While influenced by the counterculture of the 1960s, Summer became the lead singer of a psychedelic rock band named Crow and moved to New York City. Joining a touring version of the musical Hair, she left New York and spent several years living, acting, and singing in Europe, where she met music producers Giorgio Moroder and Pete Bellotte.

Summer returned to the U.S., in 1975 after the commercial success of the song “Love to Love You Baby”, which was followed by a string of other hits, such as “I Feel Love”, “Last Dance”, “MacArthur Park”, “Heaven Knows”, “Hot Stuff”, “Bad Girls”, “Dim All the Lights”, “No More Tears (Enough Is Enough)” (duet with Barbra Streisand), and “On the Radio”. She became known as the “Queen of Disco”, while her music gained a global following.

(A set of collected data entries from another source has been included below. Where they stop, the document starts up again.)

//! Inline page-level banner (success/error/info)

use crate::state::{Banner, BannerKind};
use ratatui::{
    layout::Rect,
    style::{Color, Modifier, Style},
    widgets::{Block, Borders, Paragraph, Wrap},
    Frame,
};

/// Rows a banner occupies for the given card width
pub fn banner_height(banner: &Banner, width: u16) -> u16 {
    let inner = width.saturating_sub(2).max(1) as usize;
    let text_rows = banner.text.chars().count().div_ceil(inner).max(1) as u16;
    text_rows + 2 // borders
}

/// Draw a banner above the form
pub fn draw_banner(frame: &mut Frame, area: Rect, banner: &Banner) {
    let color = match banner.kind {
        BannerKind::Success => Color::Green,
        BannerKind::Error => Color::Red,
        BannerKind::Info => Color::Blue,
    };

    let block = Block::default()
        .title(format!(" {} ", banner.title))
        .title_style(Style::default().fg(color).add_modifier(Modifier::BOLD))
        .borders(Borders::ALL)
        .border_style(Style::default().fg(color));

    let paragraph = Paragraph::new(banner.text.clone())
        .style(Style::default().fg(color))
        .wrap(Wrap { trim: true })
        .block(block);

    frame.render_widget(paragraph, area);
}

#[cfg(test)]
mod tests {
    use super::*;

    #[test]
    fn test_banner_height_grows_with_text() {
        let short = Banner::info("T", "short");
        let long = Banner::info("T", "x".repeat(200));
        assert_eq!(banner_height(&short, 56), 3);
        assert!(banner_height(&long, 56) > banner_height(&short, 56));
    }

    #[test]
    fn test_banner_height_survives_tiny_width() {
        let banner = Banner::error("T", "text");
        assert!(banner_height(&banner, 0) >= 3);
    }
}
//! Catch-all view for unmatched routes

use super::layout;
use crate::app::App;
use ratatui::{
    style::{Color, Style},
    widgets::Paragraph,
    Frame,
};

pub fn draw(frame: &mut Frame, app: &App) {
    let content = layout::draw_card(
        frame,
        app,
        "Page Not Found",
        "Oops! The page you are looking for does not exist.",
        2,
    );

    frame.render_widget(
        Paragraph::new("Press h to return to the homepage.")
            .style(Style::default().fg(Color::Gray)),
        content,
    );
}
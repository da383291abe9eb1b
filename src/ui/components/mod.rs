//! Reusable UI components

mod banner;
mod button;
mod field;
mod social;

pub use banner::{banner_height, draw_banner};
pub use button::{render_button, BUTTON_HEIGHT};
pub use field::{draw_field, FIELD_HEIGHT, FLAG_FIELD_HEIGHT};
pub use social::{provider_icon, provider_label, render_social_button};
//! Declarative field constraints

/// A single validation rule attached to a form field.
///
/// Rules are checked in order on submit; the first failing rule supplies
/// the field's error message.
#[derive(Debug, Clone, Copy, PartialEq, Eq)]
pub enum Constraint {
    /// Value must parse as an email address
    Email,
    /// Value must be at least this many characters
    MinLength(usize),
}

impl Constraint {
    /// Check a value against this rule, returning an error message on failure.
    ///
    /// `label` is the field's display label and is interpolated into
    /// length messages ("Password must be at least 8 characters.").
    pub fn check(&self, label: &str, value: &str) -> Option<String> {
        match self {
            Constraint::Email => {
                if is_valid_email(value) {
                    None
                } else {
                    Some("Invalid email address.".to_string())
                }
            }
            Constraint::MinLength(min) => {
                if value.chars().count() >= *min {
                    None
                } else {
                    Some(format!("{label} must be at least {min} characters."))
                }
            }
        }
    }
}

/// Minimal address grammar: non-empty local part, a single separating `@`,
/// a domain with at least one dot and non-empty labels, no whitespace.
pub fn is_valid_email(value: &str) -> bool {
    if value.contains(char::is_whitespace) {
        return false;
    }
    let Some((local, domain)) = value.split_once('@') else {
        return false;
    };
    if local.is_empty() || domain.contains('@') {
        return false;
    }
    let mut count = 0;
    for label in domain.split('.') {
        if label.is_empty() {
            return false;
        }
        count += 1;
    }
    count >= 2
}

#[cfg(test)]
mod tests {
    use super::*;

    #[test]
    fn test_accepts_plain_address() {
        assert!(is_valid_email("user@example.com"));
        assert!(is_valid_email("first.last@sub.example.co"));
        assert!(is_valid_email("u+tag@example.org"));
    }

    #[test]
    fn test_rejects_missing_at() {
        assert!(!is_valid_email("userexample.com"));
        assert!(!is_valid_email(""));
    }

    #[test]
    fn test_rejects_empty_local_part() {
        assert!(!is_valid_email("@example.com"));
    }

    #[test]
    fn test_rejects_domain_without_dot() {
        assert!(!is_valid_email("user@localhost"));
    }

    #[test]
    fn test_rejects_empty_domain_labels() {
        assert!(!is_valid_email("user@.com"));
        assert!(!is_valid_email("user@example."));
        assert!(!is_valid_email("user@exa..mple.com"));
    }

    #[test]
    fn test_rejects_double_at() {
        assert!(!is_valid_email("user@@example.com"));
        assert!(!is_valid_email("user@ex@ample.com"));
    }

    #[test]
    fn test_rejects_whitespace() {
        assert!(!is_valid_email("us er@example.com"));
        assert!(!is_valid_email("user@example.com "));
    }

    #[test]
    fn test_email_constraint_message() {
        let err = Constraint::Email.check("Email Address", "nope");
        assert_eq!(err.as_deref(), Some("Invalid email address."));
        assert!(Constraint::Email
            .check("Email Address", "user@example.com")
            .is_none());
    }

    #[test]
    fn test_min_length_constraint_message() {
        let err = Constraint::MinLength(8).check("Password", "short");
        assert_eq!(
            err.as_deref(),
            Some("Password must be at least 8 characters.")
        );
        assert!(Constraint::MinLength(8).check("Password", "longenough").is_none());
    }

    #[test]
    fn test_min_length_counts_chars_not_bytes() {
        // 6 characters, more than 6 bytes
        assert!(Constraint::MinLength(6).check("Password", "pässwd").is_none());
    }
}
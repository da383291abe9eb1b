//! UI module for rendering the TUI

mod components;
mod forgot_password;
mod home;
mod layout;
mod login;
mod not_found;
mod registration;
mod reset_password;

use crate::app::App;
use crate::state::View;
use ratatui::Frame;

/// Main draw function
pub fn draw(frame: &mut Frame, app: &App) {
    match &app.state.current_view {
        View::Home => home::draw(frame, app),
        View::Login => login::draw(frame, app),
        View::Registration => registration::draw(frame, app),
        View::ForgotPassword => forgot_password::draw(frame, app),
        View::ResetPassword => reset_password::draw(frame, app),
        View::NotFound => not_found::draw(frame, app),
    }

    // Status bar
    layout::draw_status_bar(frame, app);
}
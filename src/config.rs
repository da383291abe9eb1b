//! Configuration handling for the TUI

use anyhow::Result;
use directories::ProjectDirs;
use serde::{Deserialize, Serialize};
use std::fs;
use std::path::PathBuf;

/// User configuration for the auth client
#[derive(Debug, Clone, Serialize, Deserialize, Default)]
pub struct AuthConfig {
    /// Email persisted when logging in with "Remember me" set
    pub remembered_email: Option<String>,
    /// Override for the branding title shown above the card
    pub app_title: Option<String>,
}

impl AuthConfig {
    /// Get the config file path
    fn config_path() -> Option<PathBuf> {
        ProjectDirs::from("com", "ascendion", "authflow-tui")
            .map(|dirs| dirs.config_dir().join("config.json"))
    }

    /// Load configuration from file
    pub fn load() -> Result<Self> {
        let path = Self::config_path();

        if let Some(path) = path {
            if path.exists() {
                let content = fs::read_to_string(&path)?;
                let config: AuthConfig = serde_json::from_str(&content)?;
                return Ok(config);
            }
        }

        Ok(Self::default())
    }

    /// Save configuration to file
    pub fn save(&self) -> Result<()> {
        if let Some(path) = Self::config_path() {
            if let Some(parent) = path.parent() {
                fs::create_dir_all(parent)?;
            }
            let content = serde_json::to_string_pretty(self)?;
            fs::write(&path, content)?;
        }
        Ok(())
    }
}

#[cfg(test)]
mod tests {
    use super::*;

    #[test]
    fn test_default_config() {
        let config = AuthConfig::default();
        assert!(config.remembered_email.is_none());
        assert!(config.app_title.is_none());
    }

    #[test]
    fn test_serialization_roundtrip() {
        let config = AuthConfig {
            remembered_email: Some("user@example.com".to_string()),
            app_title: Some("Ascendion Suite".to_string()),
        };

        let json = serde_json::to_string(&config).unwrap();
        let parsed: AuthConfig = serde_json::from_str(&json).unwrap();

        assert_eq!(parsed.remembered_email, Some("user@example.com".to_string()));
        assert_eq!(parsed.app_title, Some("Ascendion Suite".to_string()));
    }

    #[test]
    fn test_deserialize_from_empty_json() {
        let parsed: AuthConfig = serde_json::from_str("{}").unwrap();
        assert!(parsed.remembered_email.is_none());
    }

    #[test]
    fn test_deserialize_with_extra_fields() {
        // Should ignore unknown fields
        let json = r#"{"remembered_email": "user@example.com", "unknown_field": "value"}"#;
        let parsed: AuthConfig = serde_json::from_str(json).unwrap();
        assert_eq!(parsed.remembered_email, Some("user@example.com".to_string()));
    }

    #[test]
    fn test_config_path_returns_option() {
        // Just test that the function doesn't panic
        let _path = AuthConfig::config_path();
    }

    #[test]
    fn test_load_returns_default_when_no_file() {
        let result = AuthConfig::load();
        assert!(result.is_ok());
    }
}
impl App {
    /// Create a new App instance positioned at the given route
    pub fn new(route: &Route, backend: Arc<dyn AuthBackend>, config: AuthConfig) -> Self {
        let mut state = AppState {
            current_view: route.view(),
            ..Default::default()
        };
        state.form = AppState::form_for(
            &state.current_view,
            route.reset_token(),
            config.remembered_email.as_deref(),
        );

        // A reset link without a token fails eagerly, before any input
        if matches!(state.current_view, View::ResetPassword) && route.reset_token().is_none() {
            state.banner = Some(Banner::error(
                "Error",
                "Invalid or missing reset token. Please request a new password reset.",
            ));
        }

        Self {
            state,
            backend,
            config,
            pending: None,
            redirect: None,
            quit: false,
        }
    }

    /// Check if app should quit
    pub fn should_quit(&self) -> bool {
        self.quit
    }

    pub fn request_quit(&mut self) {
        self.quit = true;
    }

    /// Whether a submission is in flight (submit controls are disabled)
    pub fn is_loading(&self) -> bool {
        self.pending.is_some()
    }

    /// How long the current submission has been running, for the busy
    /// indicator
    pub fn loading_elapsed(&self) -> Option<Duration> {
        self.pending.as_ref().map(|p| p.started.elapsed())
    }

    /// Navigate to a view, discarding the old view's form state
    pub fn navigate(&mut self, view: View) {
        tracing::debug!(?view, "navigating");
        self.state.form =
            AppState::form_for(&view, None, self.config.remembered_email.as_deref());
        self.state.banner = None;
        self.redirect = None;
        self.state.current_view = view;
    }

    /// Advance timed work: apply a due redirect and fold in a finished
    /// submission. Called once per event-loop iteration.
    pub async fn tick(&mut self) -> Result<()> {
        if let Some(redirect) = &self.redirect {
            if Instant::now() >= redirect.due {
                let view = redirect.view.clone();
                self.navigate(view);
            }
        }

        if self
            .pending
            .as_ref()
            .is_some_and(|p| p.handle.is_finished())
        {
            self.finish_submission().await?;
        }

        Ok(())
    }

    /// Handle a key event for the current view
    pub fn handle_key(&mut self, key: KeyEvent) -> Result<()> {
        match self.state.current_view {
            View::Home => self.handle_home_key(key),
            View::NotFound => self.handle_not_found_key(key),
            View::Login
            | View::Registration
            | View::ForgotPassword
            | View::ResetPassword => self.handle_form_key(key),
        }
        Ok(())
    }

    fn handle_home_key(&mut self, key: KeyEvent) {
        if let KeyCode::Char('l') | KeyCode::Enter = key.code {
            // Simulated logout
            self.navigate(View::Login);
        }
    }

    fn handle_not_found_key(&mut self, key: KeyEvent) {
        if let KeyCode::Char('h') | KeyCode::Enter = key.code {
            self.navigate(View::Home);
        }
    }

    fn handle_form_key(&mut self, key: KeyEvent) {
        // Navigation shortcuts (links in the web layout)
        if key.modifiers.contains(KeyModifiers::CONTROL) {
            match (key.code, &self.state.current_view) {
                (KeyCode::Char('n'), View::Login) => {
                    self.navigate(View::Registration);
                    return;
                }
                (KeyCode::Char('f'), View::Login | View::ResetPassword) => {
                    self.navigate(View::ForgotPassword);
                    return;
                }
                (
                    KeyCode::Char('l'),
                    View::Registration | View::ForgotPassword | View::ResetPassword,
                ) => {
                    self.navigate(View::Login);
                    return;
                }
                (KeyCode::Char('r'), _) => {
                    if let Some(field) = self.state.form.get_active_field_mut() {
                        if field.is_secret() {
                            field.toggle();
                        }
                    }
                    return;
                }
                _ => return,
            }
        }

        match key.code {
            KeyCode::Tab | KeyCode::Down => self.state.form.next_field(),
            KeyCode::BackTab | KeyCode::Up => self.state.form.prev_field(),
            KeyCode::Left if self.state.form.is_buttons_row_active() => {
                self.state.form.prev_button();
            }
            KeyCode::Right if self.state.form.is_buttons_row_active() => {
                self.state.form.next_button();
            }
            KeyCode::Enter => {
                if self.state.form.is_buttons_row_active() {
                    self.activate_selected_button();
                } else {
                    // Enter in a field submits the form, as on the web
                    self.submit();
                }
            }
            KeyCode::Char(c) => {
                if let Some(field) = self.state.form.get_active_field_mut() {
                    field.push_char(c);
                }
            }
            KeyCode::Backspace => {
                if let Some(field) = self.state.form.get_active_field_mut() {
                    field.pop_char();
                }
            }
            _ => {}
        }
    }

    /// Activate the selected button on the buttons row
    fn activate_selected_button(&mut self) {
        let selected = self
            .state
            .form
            .as_form()
            .map(|f| f.selected_button())
            .unwrap_or(0);
        let has_socials = matches!(
            self.state.form,
            FormState::Login(_) | FormState::Registration(_)
        );
        match (has_socials, selected) {
            (true, 1) => self.social_login(PROVIDER_GOOGLE),
            (true, 2) => self.social_login(PROVIDER_GITHUB),
            _ => self.submit(),
        }
    }

    /// Validate and dispatch the current form.
    ///
    /// No-ops while a submission is pending; invalid input never reaches
    /// the backend.
    pub fn submit(&mut self) {
        if self.pending.is_some() {
            return;
        }

        match &mut self.state.form {
            FormState::Login(form) => {
                if !form.validate() {
                    return;
                }
                let credentials = form.credentials();
                let kind = SubmissionKind::Login {
                    email: credentials.email.clone(),
                    remember_me: credentials.remember_me,
                };
                let backend = Arc::clone(&self.backend);
                self.start_submission(
                    kind,
                    tokio::spawn(async move { backend.login(credentials).await }),
                );
            }
            FormState::Registration(form) => {
                if !form.validate() {
                    return;
                }
                let request = form.request();
                let backend = Arc::clone(&self.backend);
                self.start_submission(
                    SubmissionKind::Registration,
                    tokio::spawn(async move { backend.register(request).await }),
                );
            }
            FormState::ForgotPassword(form) => {
                if !form.validate() {
                    return;
                }
                let email = form.email().to_string();
                let backend = Arc::clone(&self.backend);
                self.start_submission(
                    SubmissionKind::ForgotPassword,
                    tokio::spawn(async move { backend.request_password_reset(email).await }),
                );
            }
            FormState::ResetPassword(form) => {
                // Without a token the control stays disabled for the
                // lifetime of the view
                if !form.has_token() || !form.validate() {
                    return;
                }
                let request = form.request();
                let backend = Arc::clone(&self.backend);
                self.start_submission(
                    SubmissionKind::ResetPassword,
                    tokio::spawn(async move { backend.reset_password(request).await }),
                );
            }
            FormState::None => {}
        }
    }

    /// Start a social-login exchange; no-ops while a submission is pending
    pub fn social_login(&mut self, provider: &str) {
        if self.pending.is_some() {
            return;
        }
        tracing::debug!(%provider, "social login triggered");
        let provider = provider.to_string();
        let kind = SubmissionKind::Social {
            provider: provider.clone(),
        };
        let backend = Arc::clone(&self.backend);
        self.start_submission(
            kind,
            tokio::spawn(async move { backend.social_login(provider).await }),
        );
    }

    fn start_submission(
        &mut self,
        kind: SubmissionKind,
        handle: JoinHandle<Result<SubmissionResult, AuthError>>,
    ) {
        self.state.banner = None;
        self.pending = Some(PendingSubmission {
            kind,
            started: Instant::now(),
            handle,
        });
    }

    /// Await the completed submission task and apply its outcome
    async fn finish_submission(&mut self) -> Result<()> {
        let Some(pending) = self.pending.take() else {
            return Ok(());
        };
        let result = pending
            .handle
            .await
            .context("submission task failed")?;
        match result {
            Ok(outcome) => self.apply_result(pending.kind, outcome),
            Err(err) => {
                tracing::warn!(%err, "backend error");
                self.state.banner = Some(Banner::error("Error", err.to_string()));
            }
        }
        Ok(())
    }

    fn apply_result(&mut self, kind: SubmissionKind, result: SubmissionResult) {
        match kind {
            SubmissionKind::Login { email, remember_me } => match result {
                SubmissionResult::Success { .. } => {
                    self.remember_email(email, remember_me);
                    self.navigate(View::Home);
                }
                SubmissionResult::Failure { message } => {
                    self.state.banner = Some(Banner::error("Login Failed", message));
                }
            },
            SubmissionKind::Registration => match result {
                SubmissionResult::Success { message } => {
                    // Land on login with a success marker, like
                    // /login?registered=true did
                    self.navigate(View::Login);
                    self.state.banner = Some(Banner::info("Account Created", message));
                }
                SubmissionResult::Failure { message } => {
                    self.state.banner = Some(Banner::error("Registration Failed", message));
                }
            },
            SubmissionKind::ForgotPassword => match result {
                SubmissionResult::Success { message } => {
                    if let FormState::ForgotPassword(form) = &mut self.state.form {
                        form.email.clear();
                    }
                    self.state.banner = Some(Banner::success("Check Your Email", message));
                }
                SubmissionResult::Failure { message } => {
                    self.state.banner = Some(Banner::error("Error", message));
                }
            },
            SubmissionKind::ResetPassword => match result {
                SubmissionResult::Success { message } => {
                    if let FormState::ResetPassword(form) = &mut self.state.form {
                        form.new_password.clear();
                        form.confirm_password.clear();
                    }
                    self.state.banner = Some(Banner::success("Password Reset", message));
                    self.redirect = Some(DelayedRedirect {
                        due: Instant::now() + RESET_REDIRECT_DELAY,
                        view: View::Login,
                    });
                }
                SubmissionResult::Failure { message } => {
                    self.state.banner = Some(Banner::error("Error", message));
                }
            },
            SubmissionKind::Social { provider } => {
                // The OAuth exchange never completes; nothing to apply
                tracing::debug!(%provider, outcome = %result.message(), "social login resolved");
            }
        }
    }

    fn remember_email(&mut self, email: String, remember_me: bool) {
        self.config.remembered_email = remember_me.then_some(email);
        if let Err(err) = self.config.save() {
            tracing::warn!(%err, "failed to save config");
        }
    }
}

Summer died on May 17, 2012.

Written by Dianne Washington

Jaguar Wright

Jacquelyn Suzette Wright (born May 17, 1977), better known by her stage name, Jaguar Wright, is an American R&B and neo soul singer and songwriter. She is part of the Okayplayer collective. She started her career as an intern with various record labels. Wright has performed and collaborated alongside rap acts such as The Roots, Jay-Z, and Blackalicious.
Wright was brought to the attention of hip-hop group The Roots in 1998, which eventually led to her going to tour with them. She later appeared as a back-up singer for Jay-Z in 2001, and appeared in a Coca-Cola advert as part of the brand’s “Nu Soul” campaign. She has released two solo albums to date: Denials, Delusions & Decisions in 2002, and Divorcing Neo 2 Marry Soul in 2005. Wright also recorded an album entitled. And Your Point Is? which was due for release in 2003 on MCA Records (who also distributed her debut), before the label folded. However, many of the tracks recorded for that album later appeared on Divorcing Neo 2 Marry Soul. In 2007, two new songs appeared on her MySpace profile. One was a live version of new song “Sometimes”, the other a cover of “Let’s Do It Again”. A further two new songs surfaced in 2009, “Beautiful” and “Surely Shawty”, although neither saw an official release. She has toured every year since her debut album was released. In March 2008, she toured Europe with Bahamadia and Hezekiah for the “Philly Sounds” tour. Wright did not perform any new material on the tour, but did live cover versions of Cherrelle’s “Saturday Love” and Crystal Waters’ “Gypsy Woman (She’s Homeless)”. During the tour, Wright announced that she was in the process of writing a novel, and working on a third album. No release dates have been confirmed for either as yet. In 2008, she supplied backing vocals for Al Green’s album Lay It Down. In January 2011, Jaguar Wright toured Europe with Lady Alma on the “Philly Sounds 2011” tour. She revealed that she was working on a third album, due out in the summer of 2011, the lead single from the new album to be called “Switch”. In the summer of 2012, she assembled a “rock & soul band” of seasoned Philadelphia musicians called The W.E. ft. Jaguar Wright.